La notte del 9 Novembre ’89, tutto l’odio accumulato nei confronti di un muro che ha diviso a lungo, si esprime in rabbia, la rabbia con cui i berlinesi hanno sgretolato le pietre a colpi di piccone, abbattuto il filo spinato dando vita concreta ad una frase scritta sulla pietra: “L’amore è più spesso del cemento!”
La commedia di Marco Paolini “Miserabili”, musicata in maniera eccellente dai Mercanti di Liquore, colloca il pubblico nella condizione di partecipare ponendosi delle domande o confermando cose già sentite o illuminandosi per nuovi pensieri…in qualsiasi maniera “PARTECIPANDO”.
Lo spettacolo parla di qualcosa che riguarda tutti, il capitale (sin dall’800 oggetto di discussione), il mercato, la globalizzazione malata, che non tiene conto della concentrazione del potere nelle mani di pochi, della tendenza all’omologazione culturale, della de-localizzazione, della nascita dei non-luoghi, dello sradicamento, della perdita d’identità e delle proprie radici, dell’idolatria del mercato spietato, dell’aumento delle patologie dell’insicurezza.

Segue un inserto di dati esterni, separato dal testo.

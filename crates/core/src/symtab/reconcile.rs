use std::collections::{BTreeMap, BTreeSet, HashMap};

use log::{debug, warn};
use serde::ser::SerializeSeq;
use serde::{Serialize, Serializer};

use crate::config::ModuleFiles;
use crate::model::Symbol;
use crate::symtab::{strip_clone_suffix, SymbolEntry, SymbolKind, SymbolScope};

/// What the linked binary says about the subsystem's functions.
#[derive(Debug, Clone, Default, PartialEq, Eq, Serialize)]
pub struct LinkedSymbols {
    /// Subsystem functions present in the binary.
    pub linked: BTreeSet<Symbol>,
    /// Ordinal of each local subsystem function among local functions of the same name.
    #[serde(serialize_with = "positions_as_list")]
    pub local_positions: BTreeMap<Symbol, u32>,
    /// Entries whose declaring file could not be confirmed; kept under the
    /// file the binary reported.
    pub unattributed: Vec<Symbol>,
}

impl LinkedSymbols {
    pub fn contains(&self, symbol: &Symbol) -> bool {
        self.linked.contains(symbol)
    }

    /// Local position of `symbol`, `0` when it has none.
    pub fn local_position(&self, symbol: &Symbol) -> u32 {
        self.local_positions.get(symbol).copied().unwrap_or(0)
    }
}

fn positions_as_list<S>(
    positions: &BTreeMap<Symbol, u32>,
    serializer: S,
) -> Result<S::Ok, S::Error>
where
    S: Serializer,
{
    let mut seq = serializer.serialize_seq(Some(positions.len()))?;
    for (symbol, position) in positions {
        seq.serialize_element(&(symbol, position))?;
    }
    seq.end()
}

/// Running count of local function names in scan order.
///
/// Every local function row counts, whichever file it belongs to, so the
/// ordinal matches the position a patch tool sees when it walks the same table.
#[derive(Debug, Default)]
pub struct LocalCounter<'e> {
    seen: HashMap<&'e str, u32>,
}

impl<'e> LocalCounter<'e> {
    pub fn new() -> Self {
        Self::default()
    }

    /// Record one more local occurrence of `name` and return its 1-based ordinal.
    pub fn next(&mut self, name: &'e str) -> u32 {
        let seen = self.seen.entry(name).or_insert(0);
        *seen += 1;
        *seen
    }
}

/// First candidate file that declares `name`, in candidate order.
pub fn resolve_declaring_file<'a>(
    name: &str,
    candidates: &'a [String],
    known: &BTreeSet<Symbol>,
) -> Option<&'a str> {
    candidates
        .iter()
        .find(|file| known.contains(&Symbol::new(name, file.as_str())))
        .map(String::as_str)
}

/// Matches symbol-table rows back to the compiler plugin's view.
///
/// The binary and the plugin disagree in four ways:
/// 1. the binary names object files by basename (`core.c`), the plugin by path;
/// 2. a function defined in a header is attributed to the including `.c` file;
/// 3. a global may be attributed to whatever object file was last seen;
/// 4. clones carry suffixes such as `.isra.0`.
pub struct Reconciler<'a> {
    modules: &'a ModuleFiles,
    known: &'a BTreeSet<Symbol>,
}

impl<'a> Reconciler<'a> {
    /// `known` is every function signature seen in metadata.
    pub fn new(modules: &'a ModuleFiles, known: &'a BTreeSet<Symbol>) -> Self {
        Self { modules, known }
    }

    pub fn reconcile(&self, entries: &[SymbolEntry]) -> LinkedSymbols {
        let mut out = LinkedSymbols::default();
        let mut current_file = String::new();
        let mut counter = LocalCounter::new();

        for entry in entries {
            match entry.kind {
                SymbolKind::File => {
                    current_file = self
                        .modules
                        .full_path(&entry.name)
                        .map(str::to_string)
                        .unwrap_or_else(|| entry.name.clone());
                    continue;
                }
                SymbolKind::Other => continue,
                SymbolKind::Func => {}
            }

            let name = strip_clone_suffix(&entry.name);
            let file = match entry.scope {
                SymbolScope::Local => {
                    let position = counter.next(name);
                    if !self.modules.contains(&current_file) {
                        continue;
                    }
                    let file = self.settle(name, &current_file, self.modules.headers(), &mut out);
                    out.local_positions.insert(Symbol::new(name, file), position);
                    file
                }
                SymbolScope::Global => {
                    self.settle(name, &current_file, self.modules.files(), &mut out)
                }
            };

            if self.modules.contains(file) {
                out.linked.insert(Symbol::new(name, file));
            }
        }

        debug!(
            "reconciled {} linked subsystem functions ({} local, {} unattributed)",
            out.linked.len(),
            out.local_positions.len(),
            out.unattributed.len()
        );
        out
    }

    /// Declaring file for `name`, preferring the binary's own attribution.
    fn settle<'f>(
        &'f self,
        name: &str,
        reported: &'f str,
        candidates: &'a [String],
        out: &mut LinkedSymbols,
    ) -> &'f str {
        if self.known.contains(&Symbol::new(name, reported)) {
            return reported;
        }
        if let Some(file) = resolve_declaring_file(name, candidates, self.known) {
            return file;
        }
        if self.modules.contains(reported) {
            warn!("no declaring file found for {name}; keeping {reported}");
            out.unattributed.push(Symbol::new(name, reported));
        }
        reported
    }
}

Le radici sono l’identità e di un’identità hanno bisogno tutti: l’identità è intima, involontaria, costituzionale ed essenziale, più del pane. Siamo in grado di mandare un uomo sulla luna, mandiamo le sonde su marte per scoprire se vi è acqua e non siamo in grado di dire: “Fermati! Che succede?”. Perché l’andare sulla luna appartiene a un’altra categoria dell’uomo, appartiene al suo ingegno, alla sua fantasia, al suo desiderio di grandi mondi. Quello della guerra, dell’apparenza, della rassegnazione appartiene alle sue viscere.

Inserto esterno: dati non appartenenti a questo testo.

use std::env;
use std::path::{Path, PathBuf};

use anyhow::{Context, Result};

pub mod commands;

/// Canonicalize the root path if possible, falling back to the given string
/// relative to the current working directory.
pub fn canonicalize_or_current(root: &str) -> Result<PathBuf> {
    let path = Path::new(root);
    if path == Path::new(".") {
        Ok(env::current_dir().context("Failed to get current directory")?)
    } else {
        // Try to canonicalize; if it fails (e.g., path does not yet exist),
        // join it with the current dir to get an absolute path.
        match path.canonicalize() {
            Ok(p) => Ok(p),
            Err(_) => {
                let cwd = env::current_dir().context("Failed to get current directory")?;
                Ok(cwd.join(path))
            }
        }
    }
}

/// Resolve `path` against `root` unless it is already absolute.
pub fn resolve_under(root: &Path, path: &str) -> PathBuf {
    let path = Path::new(path);
    if path.is_absolute() {
        path.to_path_buf()
    } else {
        root.join(path)
    }
}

Lo sviluppo chiama sviluppo, il capitale chiama capitale, noi occidentali non riusciamo a sganciarci da questa morsa, dobbiamo svilupparci e produrre ancora e ancora, e ancora in un circolo vizioso che è la nostra folle idea di progresso.
Questo spettacolo vuole essere quasi un aneddoto, un vaccino contro la rassegnazione dilagante, un grido che inneggia alla volontà di rieducare alla speranza la cittadinanza. La commedia ha avuto luogo nel porto di Taranto, città stupenda e martoriata da grosse problematiche.

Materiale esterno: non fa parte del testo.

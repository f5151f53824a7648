use std::collections::BTreeSet;

use log::debug;

use crate::analysis::{Aggregate, GlobalNameIndex};
use crate::config::ModuleFiles;
use crate::metadata::MetadataRecord;
use crate::model::{CallEdge, Symbol, SymbolRef, PLACEHOLDER_FILE};

/// Function-pointer targets and call edges with every callee placeholder resolved.
#[derive(Debug, Clone, Default, PartialEq, Eq)]
pub struct Resolved {
    /// Address-taken subsystem functions that are not interface symbols.
    pub fn_ptrs: BTreeSet<Symbol>,
    /// Sorted, deduplicated call edges.
    pub edges: Vec<CallEdge>,
    /// References dropped because their name is not publicly declared anywhere
    /// (compiler builtins and the like).
    pub dropped: usize,
}

fn resolve_ref(reference: &SymbolRef, index: &GlobalNameIndex) -> Option<Symbol> {
    match reference {
        SymbolRef::Resolved(sym) => Some(sym.clone()),
        SymbolRef::Unresolved(name) => index.lookup(name).map(|file| Symbol::new(name, file)),
    }
}

/// Callers are never looked up: a placeholder caller stays under the
/// placeholder file, so it is neither an insider nor protected.
fn caller_symbol(reference: &SymbolRef) -> Symbol {
    match reference {
        SymbolRef::Resolved(sym) => sym.clone(),
        SymbolRef::Unresolved(name) => Symbol::new(name, PLACEHOLDER_FILE),
    }
}

pub fn resolve(
    records: &[MetadataRecord],
    aggregate: &Aggregate,
    modules: &ModuleFiles,
) -> Resolved {
    let index = &aggregate.name_index;
    let mut fn_ptrs = BTreeSet::new();
    let mut edges = BTreeSet::new();
    let mut dropped = 0;

    for record in records {
        for reference in &record.fn_ptrs {
            let Some(sym) = resolve_ref(reference, index) else {
                dropped += 1;
                continue;
            };
            if modules.contains(&sym.file) && !aggregate.interface.contains(&sym) {
                fn_ptrs.insert(sym);
            }
        }

        for edge in &record.edges {
            let Some(to) = resolve_ref(&edge.to, index) else {
                dropped += 1;
                continue;
            };
            edges.insert(CallEdge::new(caller_symbol(&edge.from), to));
        }
    }

    debug!(
        "resolved {} fn_ptr targets and {} edges; dropped {} unresolvable references",
        fn_ptrs.len(),
        edges.len(),
        dropped
    );
    Resolved { fn_ptrs, edges: edges.into_iter().collect(), dropped }
}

La location ha apportato un grosso contributo, la scenografia era formata da vari container posti uno sull’altro, quasi a creare un muro, una struttura che ci facesse sentire piccoli in confronto, per dare l’idea di solitudine, di tanti mondi probabilmente più evoluti, ma soli..
Nei container posti in alto, c’erano i Mercanti di liquore che con la musica interloquivano o facevano da sottofondo all’attore. Nei loro container vi erano dei lampadari e pareti fiorate, quasi a riprodurre delle case, a mio modesto parere i nostri mondi, vicini, ma lontani, l’uno accanto all’altro, ma che non si guardano.
Chi sono i miserabili? l titolo richiama il romanzo di Victor Hugo, scritto nel 1862. In quell’opera, reputata colossale si narra di miserabili, ma diversi, oggi siamo noi…siamo diventati noi da quando ci siamo rassegnati, quando abbiamo permesso che ci trattassero come “merce”, siamo noi quando solleviamo muri invisibili con chi reputiamo diverso, siamo noi quando rinchiudiamo i nostri desideri all’interno di un centro commerciale..
Riempiamo il carrello ma svuotiamo la nostra vita di tempo, di pensieri, di emozioni. Non pensiamo più a noi, alla cura della nostra mente, come diceva Paolini “siamo tutti più abbronzati ma senza idee”.
L’apparenza è ciò che ci accompagna, il biglietto da visita, non ci facciamo un’opinione su ciò che ci circonda, preferiamo che qualcun altro pensi al posto nostro, che ci rinnovi la mente come un pacco confezionato.
Io non mi accontento di portare al macero i miei sogni e le mie speranze, ora che siamo così sopraffatti dal silicone del Grande Fratello, dalle mille parole inutili spese in programmi offensivi e dalla vacuità e il nulla che avanza! I desideri sono la grande molla. Tutto il progresso o regresso è dovuto al desiderio.
Ci hanno portati a definire tutto ciò “stile di vita”, per dargli una natura più familiare, ma lo stile di vita è altro…è la rotta, è la direzione, è il sentiero, non la meta! Sono i punti fermi, l’amicizia, la famiglia ed altri. La vita ha un senso unico, sempre avanti, non si torna indietro, ma si corregge quello che sarà…e io non credo più nelle “rivoluzioni”, ma nelle “evoluzioni”, il partecipare tutti al cambiamento con sacrificio, sofferenza e abnegazione.